The output should consist solely of the lines running from the one that contains "assert!(result.final_price_per_unit.is_negative());" through the end of the records below, copied exactly.

---------- Entries shown

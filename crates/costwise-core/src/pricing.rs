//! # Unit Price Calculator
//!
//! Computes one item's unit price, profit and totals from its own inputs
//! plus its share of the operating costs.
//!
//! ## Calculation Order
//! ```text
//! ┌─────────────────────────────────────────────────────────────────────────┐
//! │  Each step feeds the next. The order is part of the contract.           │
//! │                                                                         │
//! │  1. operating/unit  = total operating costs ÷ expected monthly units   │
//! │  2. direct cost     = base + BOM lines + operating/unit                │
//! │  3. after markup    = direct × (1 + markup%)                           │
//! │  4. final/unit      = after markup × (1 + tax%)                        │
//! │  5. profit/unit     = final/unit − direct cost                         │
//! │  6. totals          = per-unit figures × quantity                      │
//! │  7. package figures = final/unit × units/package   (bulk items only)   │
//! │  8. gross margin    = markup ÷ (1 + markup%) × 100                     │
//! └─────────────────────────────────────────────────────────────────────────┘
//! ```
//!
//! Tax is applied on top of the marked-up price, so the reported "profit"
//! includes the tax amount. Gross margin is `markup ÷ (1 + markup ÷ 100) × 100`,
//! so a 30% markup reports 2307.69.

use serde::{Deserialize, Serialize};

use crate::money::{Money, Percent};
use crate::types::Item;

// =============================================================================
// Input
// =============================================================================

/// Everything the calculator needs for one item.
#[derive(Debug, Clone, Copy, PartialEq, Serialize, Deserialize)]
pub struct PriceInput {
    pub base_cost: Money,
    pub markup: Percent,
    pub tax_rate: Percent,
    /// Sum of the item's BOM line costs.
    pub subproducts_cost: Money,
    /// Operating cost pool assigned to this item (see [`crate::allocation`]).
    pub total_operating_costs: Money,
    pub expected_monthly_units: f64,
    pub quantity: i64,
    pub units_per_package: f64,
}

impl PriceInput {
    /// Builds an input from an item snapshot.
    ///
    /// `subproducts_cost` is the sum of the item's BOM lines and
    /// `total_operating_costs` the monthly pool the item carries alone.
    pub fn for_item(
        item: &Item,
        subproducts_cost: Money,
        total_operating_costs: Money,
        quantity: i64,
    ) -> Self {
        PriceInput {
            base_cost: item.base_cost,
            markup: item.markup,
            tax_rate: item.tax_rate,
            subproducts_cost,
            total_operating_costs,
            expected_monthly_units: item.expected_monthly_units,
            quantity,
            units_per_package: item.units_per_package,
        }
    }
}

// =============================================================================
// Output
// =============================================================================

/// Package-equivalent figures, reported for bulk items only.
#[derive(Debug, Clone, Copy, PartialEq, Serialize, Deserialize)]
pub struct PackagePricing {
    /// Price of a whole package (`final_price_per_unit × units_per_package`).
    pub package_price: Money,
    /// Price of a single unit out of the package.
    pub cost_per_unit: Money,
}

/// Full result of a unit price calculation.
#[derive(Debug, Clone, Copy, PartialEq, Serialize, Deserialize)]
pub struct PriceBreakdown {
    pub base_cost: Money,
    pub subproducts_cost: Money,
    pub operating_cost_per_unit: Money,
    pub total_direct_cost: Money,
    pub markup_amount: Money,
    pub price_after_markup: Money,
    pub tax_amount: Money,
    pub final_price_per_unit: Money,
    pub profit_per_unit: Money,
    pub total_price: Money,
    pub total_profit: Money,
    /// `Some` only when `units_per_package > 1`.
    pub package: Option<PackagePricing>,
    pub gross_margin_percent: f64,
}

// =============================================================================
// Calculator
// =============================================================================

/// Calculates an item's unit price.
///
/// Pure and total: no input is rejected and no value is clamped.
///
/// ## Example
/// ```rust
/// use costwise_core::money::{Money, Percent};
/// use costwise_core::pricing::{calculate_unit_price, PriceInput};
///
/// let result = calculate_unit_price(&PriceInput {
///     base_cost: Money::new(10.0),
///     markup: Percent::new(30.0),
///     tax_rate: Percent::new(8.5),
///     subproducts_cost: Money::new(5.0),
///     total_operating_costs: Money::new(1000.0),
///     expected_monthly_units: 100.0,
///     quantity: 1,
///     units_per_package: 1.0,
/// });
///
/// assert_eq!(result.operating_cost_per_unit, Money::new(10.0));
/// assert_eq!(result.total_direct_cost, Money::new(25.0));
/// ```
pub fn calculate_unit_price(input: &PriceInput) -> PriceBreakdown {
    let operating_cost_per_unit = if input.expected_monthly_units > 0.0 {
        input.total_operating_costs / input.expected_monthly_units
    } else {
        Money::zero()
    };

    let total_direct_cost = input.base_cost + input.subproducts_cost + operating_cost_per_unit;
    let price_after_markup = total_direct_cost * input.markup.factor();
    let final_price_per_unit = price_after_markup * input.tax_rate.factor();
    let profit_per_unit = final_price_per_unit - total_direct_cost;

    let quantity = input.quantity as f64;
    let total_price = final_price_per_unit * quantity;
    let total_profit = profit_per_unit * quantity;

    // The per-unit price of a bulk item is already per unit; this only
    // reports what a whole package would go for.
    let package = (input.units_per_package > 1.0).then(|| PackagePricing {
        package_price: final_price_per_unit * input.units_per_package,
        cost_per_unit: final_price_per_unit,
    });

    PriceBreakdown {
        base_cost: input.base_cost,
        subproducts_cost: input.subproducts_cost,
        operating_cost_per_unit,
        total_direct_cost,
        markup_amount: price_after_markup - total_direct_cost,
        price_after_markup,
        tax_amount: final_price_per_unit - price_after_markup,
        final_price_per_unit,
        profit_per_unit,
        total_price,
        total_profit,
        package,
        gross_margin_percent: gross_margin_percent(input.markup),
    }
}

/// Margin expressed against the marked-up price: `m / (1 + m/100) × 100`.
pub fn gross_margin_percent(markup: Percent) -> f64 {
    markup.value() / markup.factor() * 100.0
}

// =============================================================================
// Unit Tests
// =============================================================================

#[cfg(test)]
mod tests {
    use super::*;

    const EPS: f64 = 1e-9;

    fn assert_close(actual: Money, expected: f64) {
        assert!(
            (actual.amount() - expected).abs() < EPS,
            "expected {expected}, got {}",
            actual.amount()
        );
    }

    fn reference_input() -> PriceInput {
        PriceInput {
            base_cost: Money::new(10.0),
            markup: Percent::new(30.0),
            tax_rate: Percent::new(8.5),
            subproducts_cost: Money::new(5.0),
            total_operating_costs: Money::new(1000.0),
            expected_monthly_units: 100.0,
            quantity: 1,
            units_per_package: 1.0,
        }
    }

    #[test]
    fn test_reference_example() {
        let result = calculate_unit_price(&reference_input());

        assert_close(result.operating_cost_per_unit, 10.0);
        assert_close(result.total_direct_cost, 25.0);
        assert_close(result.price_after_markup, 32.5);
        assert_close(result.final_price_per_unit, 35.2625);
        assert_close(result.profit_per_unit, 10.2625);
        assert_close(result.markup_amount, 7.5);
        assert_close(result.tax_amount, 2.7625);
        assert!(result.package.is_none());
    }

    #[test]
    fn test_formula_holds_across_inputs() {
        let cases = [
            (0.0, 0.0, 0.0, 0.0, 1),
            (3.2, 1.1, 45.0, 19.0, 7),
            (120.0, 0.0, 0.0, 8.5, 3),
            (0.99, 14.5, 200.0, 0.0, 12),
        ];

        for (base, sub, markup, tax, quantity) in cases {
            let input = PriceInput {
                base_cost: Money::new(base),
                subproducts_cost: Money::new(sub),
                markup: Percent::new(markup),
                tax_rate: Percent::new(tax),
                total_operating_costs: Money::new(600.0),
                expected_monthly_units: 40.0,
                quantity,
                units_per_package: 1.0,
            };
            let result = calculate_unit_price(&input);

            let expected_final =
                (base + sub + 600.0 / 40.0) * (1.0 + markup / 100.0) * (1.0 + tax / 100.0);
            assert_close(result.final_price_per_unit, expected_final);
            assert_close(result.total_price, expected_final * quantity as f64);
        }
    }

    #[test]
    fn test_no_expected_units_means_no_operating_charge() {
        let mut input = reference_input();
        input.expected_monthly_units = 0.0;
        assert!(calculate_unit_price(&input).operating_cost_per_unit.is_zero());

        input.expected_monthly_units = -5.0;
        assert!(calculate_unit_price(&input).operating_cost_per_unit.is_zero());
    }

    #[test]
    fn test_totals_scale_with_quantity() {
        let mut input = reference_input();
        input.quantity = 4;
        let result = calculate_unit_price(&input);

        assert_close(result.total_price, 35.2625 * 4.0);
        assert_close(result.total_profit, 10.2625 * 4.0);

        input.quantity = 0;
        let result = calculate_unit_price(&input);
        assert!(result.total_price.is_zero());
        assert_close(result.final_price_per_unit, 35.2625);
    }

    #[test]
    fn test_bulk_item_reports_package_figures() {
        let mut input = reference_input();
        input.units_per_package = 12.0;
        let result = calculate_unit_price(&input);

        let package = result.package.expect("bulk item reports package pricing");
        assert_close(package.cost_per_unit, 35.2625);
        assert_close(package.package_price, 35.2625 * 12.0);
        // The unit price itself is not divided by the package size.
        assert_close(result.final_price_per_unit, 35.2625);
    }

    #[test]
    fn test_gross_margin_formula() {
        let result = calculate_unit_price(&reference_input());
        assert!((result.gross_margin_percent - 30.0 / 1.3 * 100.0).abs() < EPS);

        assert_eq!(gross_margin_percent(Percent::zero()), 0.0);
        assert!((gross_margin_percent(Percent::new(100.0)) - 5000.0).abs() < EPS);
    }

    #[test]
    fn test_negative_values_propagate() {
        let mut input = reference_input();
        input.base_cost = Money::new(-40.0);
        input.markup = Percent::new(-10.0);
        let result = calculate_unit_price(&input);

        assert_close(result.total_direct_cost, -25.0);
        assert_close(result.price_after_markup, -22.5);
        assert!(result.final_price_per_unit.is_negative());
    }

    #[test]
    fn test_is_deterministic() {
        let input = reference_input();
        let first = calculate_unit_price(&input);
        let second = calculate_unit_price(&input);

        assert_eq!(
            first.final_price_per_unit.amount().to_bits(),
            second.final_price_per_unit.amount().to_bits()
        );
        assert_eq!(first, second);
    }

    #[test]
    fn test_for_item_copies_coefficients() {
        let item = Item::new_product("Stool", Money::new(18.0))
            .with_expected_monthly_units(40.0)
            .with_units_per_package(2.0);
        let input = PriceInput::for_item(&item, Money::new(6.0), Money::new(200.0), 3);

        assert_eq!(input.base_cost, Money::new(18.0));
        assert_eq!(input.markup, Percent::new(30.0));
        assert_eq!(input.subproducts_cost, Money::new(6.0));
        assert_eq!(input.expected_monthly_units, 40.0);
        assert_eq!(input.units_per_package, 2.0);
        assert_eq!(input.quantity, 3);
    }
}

--------------------

Response for this exercise >>
        assert!(result.final_price_per_unit.is_negative());
    }

    #[test]
    fn test_is_deterministic() {
        let input = reference_input();
        let first = calculate_unit_price(&input);
        let second = calculate_unit_price(&input);

        assert_eq!(
            first.final_price_per_unit.amount().to_bits(),
            second.final_price_per_unit.amount().to_bits()
        );
        assert_eq!(first, second);
    }

    #[test]
    fn test_for_item_copies_coefficients() {
        let item = Item::new_product("Stool", Money::new(18.0))
            .with_expected_monthly_units(40.0)
            .with_units_per_package(2.0);
        let input = PriceInput::for_item(&item, Money::new(6.0), Money::new(200.0), 3);

        assert_eq!(input.base_cost, Money::new(18.0));
        assert_eq!(input.markup, Percent::new(30.0));
        assert_eq!(input.subproducts_cost, Money::new(6.0));
        assert_eq!(input.expected_monthly_units, 40.0);
        assert_eq!(input.units_per_package, 2.0);
        assert_eq!(input.quantity, 3);
    }
}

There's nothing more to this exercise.